Prompt |
Among the lines below, count those that include "vapor", and state the count alone.

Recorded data
=======

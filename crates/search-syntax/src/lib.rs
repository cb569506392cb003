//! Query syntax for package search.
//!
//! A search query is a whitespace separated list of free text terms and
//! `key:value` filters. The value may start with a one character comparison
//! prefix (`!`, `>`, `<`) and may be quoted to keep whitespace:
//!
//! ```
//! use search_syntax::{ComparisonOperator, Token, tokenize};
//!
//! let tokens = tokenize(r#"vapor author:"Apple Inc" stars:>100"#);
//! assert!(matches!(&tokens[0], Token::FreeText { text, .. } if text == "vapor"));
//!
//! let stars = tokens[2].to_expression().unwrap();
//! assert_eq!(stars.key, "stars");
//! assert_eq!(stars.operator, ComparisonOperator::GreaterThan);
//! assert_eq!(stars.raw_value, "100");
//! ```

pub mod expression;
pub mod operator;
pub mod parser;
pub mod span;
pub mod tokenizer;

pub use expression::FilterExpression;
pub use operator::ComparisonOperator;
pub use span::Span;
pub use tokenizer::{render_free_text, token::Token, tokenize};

=======

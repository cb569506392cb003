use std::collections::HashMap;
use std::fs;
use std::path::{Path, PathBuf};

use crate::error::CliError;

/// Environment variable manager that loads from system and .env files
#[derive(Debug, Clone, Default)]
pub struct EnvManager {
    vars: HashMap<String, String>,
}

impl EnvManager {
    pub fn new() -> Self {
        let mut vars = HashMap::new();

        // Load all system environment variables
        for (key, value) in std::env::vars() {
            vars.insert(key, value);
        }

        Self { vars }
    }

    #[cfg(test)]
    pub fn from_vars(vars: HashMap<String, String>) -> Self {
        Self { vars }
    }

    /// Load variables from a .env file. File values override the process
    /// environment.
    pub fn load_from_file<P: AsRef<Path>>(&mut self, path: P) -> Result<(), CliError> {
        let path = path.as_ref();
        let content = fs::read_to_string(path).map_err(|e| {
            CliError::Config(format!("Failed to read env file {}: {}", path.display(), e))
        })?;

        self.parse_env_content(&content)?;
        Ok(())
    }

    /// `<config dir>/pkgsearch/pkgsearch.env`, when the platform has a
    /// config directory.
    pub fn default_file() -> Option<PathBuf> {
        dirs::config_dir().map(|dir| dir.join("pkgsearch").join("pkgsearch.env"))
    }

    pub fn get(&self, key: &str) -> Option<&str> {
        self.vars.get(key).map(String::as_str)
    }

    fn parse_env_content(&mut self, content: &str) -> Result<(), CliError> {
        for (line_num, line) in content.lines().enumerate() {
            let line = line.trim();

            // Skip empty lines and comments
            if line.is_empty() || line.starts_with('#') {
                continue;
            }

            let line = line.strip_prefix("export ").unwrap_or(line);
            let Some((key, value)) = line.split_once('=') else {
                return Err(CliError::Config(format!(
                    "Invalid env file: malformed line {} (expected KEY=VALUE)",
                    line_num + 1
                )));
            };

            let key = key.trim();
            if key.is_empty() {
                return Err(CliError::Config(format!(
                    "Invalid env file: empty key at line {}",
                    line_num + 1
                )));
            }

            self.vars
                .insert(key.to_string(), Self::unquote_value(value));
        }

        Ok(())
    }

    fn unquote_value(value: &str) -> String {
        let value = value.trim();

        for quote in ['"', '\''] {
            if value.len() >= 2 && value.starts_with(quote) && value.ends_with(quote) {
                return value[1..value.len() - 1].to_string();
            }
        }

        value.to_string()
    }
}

=======

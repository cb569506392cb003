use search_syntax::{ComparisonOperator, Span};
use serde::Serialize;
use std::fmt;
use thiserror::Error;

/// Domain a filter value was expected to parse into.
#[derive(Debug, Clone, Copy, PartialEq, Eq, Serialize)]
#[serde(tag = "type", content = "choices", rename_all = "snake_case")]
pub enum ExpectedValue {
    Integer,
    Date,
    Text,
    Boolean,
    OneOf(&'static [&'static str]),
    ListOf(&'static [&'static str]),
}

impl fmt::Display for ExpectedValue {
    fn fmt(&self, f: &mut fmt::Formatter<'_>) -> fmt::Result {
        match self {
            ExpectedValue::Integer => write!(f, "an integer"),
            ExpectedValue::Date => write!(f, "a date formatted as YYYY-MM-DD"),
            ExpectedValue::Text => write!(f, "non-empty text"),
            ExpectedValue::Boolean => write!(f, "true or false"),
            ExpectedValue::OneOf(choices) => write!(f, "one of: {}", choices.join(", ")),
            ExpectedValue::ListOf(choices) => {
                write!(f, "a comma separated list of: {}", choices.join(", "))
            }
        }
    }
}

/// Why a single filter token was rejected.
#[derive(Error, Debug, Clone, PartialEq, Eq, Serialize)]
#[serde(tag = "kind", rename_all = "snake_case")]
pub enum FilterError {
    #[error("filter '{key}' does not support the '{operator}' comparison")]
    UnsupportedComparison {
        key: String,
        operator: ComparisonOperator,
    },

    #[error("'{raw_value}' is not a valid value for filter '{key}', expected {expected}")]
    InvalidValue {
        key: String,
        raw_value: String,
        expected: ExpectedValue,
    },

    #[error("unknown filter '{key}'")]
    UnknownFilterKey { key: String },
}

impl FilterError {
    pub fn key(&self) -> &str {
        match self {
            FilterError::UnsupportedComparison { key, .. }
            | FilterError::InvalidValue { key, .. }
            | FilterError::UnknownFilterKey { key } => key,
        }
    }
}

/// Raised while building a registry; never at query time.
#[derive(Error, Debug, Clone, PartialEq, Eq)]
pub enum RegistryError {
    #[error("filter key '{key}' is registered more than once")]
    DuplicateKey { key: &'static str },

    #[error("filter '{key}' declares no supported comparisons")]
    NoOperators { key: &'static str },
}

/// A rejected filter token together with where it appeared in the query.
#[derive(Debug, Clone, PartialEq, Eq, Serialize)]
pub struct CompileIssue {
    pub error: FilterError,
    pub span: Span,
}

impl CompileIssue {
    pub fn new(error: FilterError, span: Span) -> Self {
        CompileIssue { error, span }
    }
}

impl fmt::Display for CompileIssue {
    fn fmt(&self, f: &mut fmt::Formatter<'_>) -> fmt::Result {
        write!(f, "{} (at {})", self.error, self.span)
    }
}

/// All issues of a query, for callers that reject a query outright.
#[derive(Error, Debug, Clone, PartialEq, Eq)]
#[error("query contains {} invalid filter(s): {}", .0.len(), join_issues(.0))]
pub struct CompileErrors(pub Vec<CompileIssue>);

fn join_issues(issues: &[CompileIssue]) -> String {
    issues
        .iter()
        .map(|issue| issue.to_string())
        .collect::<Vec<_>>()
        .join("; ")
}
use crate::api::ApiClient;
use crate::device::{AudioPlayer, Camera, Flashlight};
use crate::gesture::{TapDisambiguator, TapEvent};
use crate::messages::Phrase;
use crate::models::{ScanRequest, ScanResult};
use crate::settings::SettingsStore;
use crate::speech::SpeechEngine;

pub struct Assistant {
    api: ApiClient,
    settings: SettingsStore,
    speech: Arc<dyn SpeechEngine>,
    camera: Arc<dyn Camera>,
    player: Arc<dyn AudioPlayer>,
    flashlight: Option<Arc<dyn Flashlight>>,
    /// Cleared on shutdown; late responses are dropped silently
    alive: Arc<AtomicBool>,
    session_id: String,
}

=======

Written answer |
2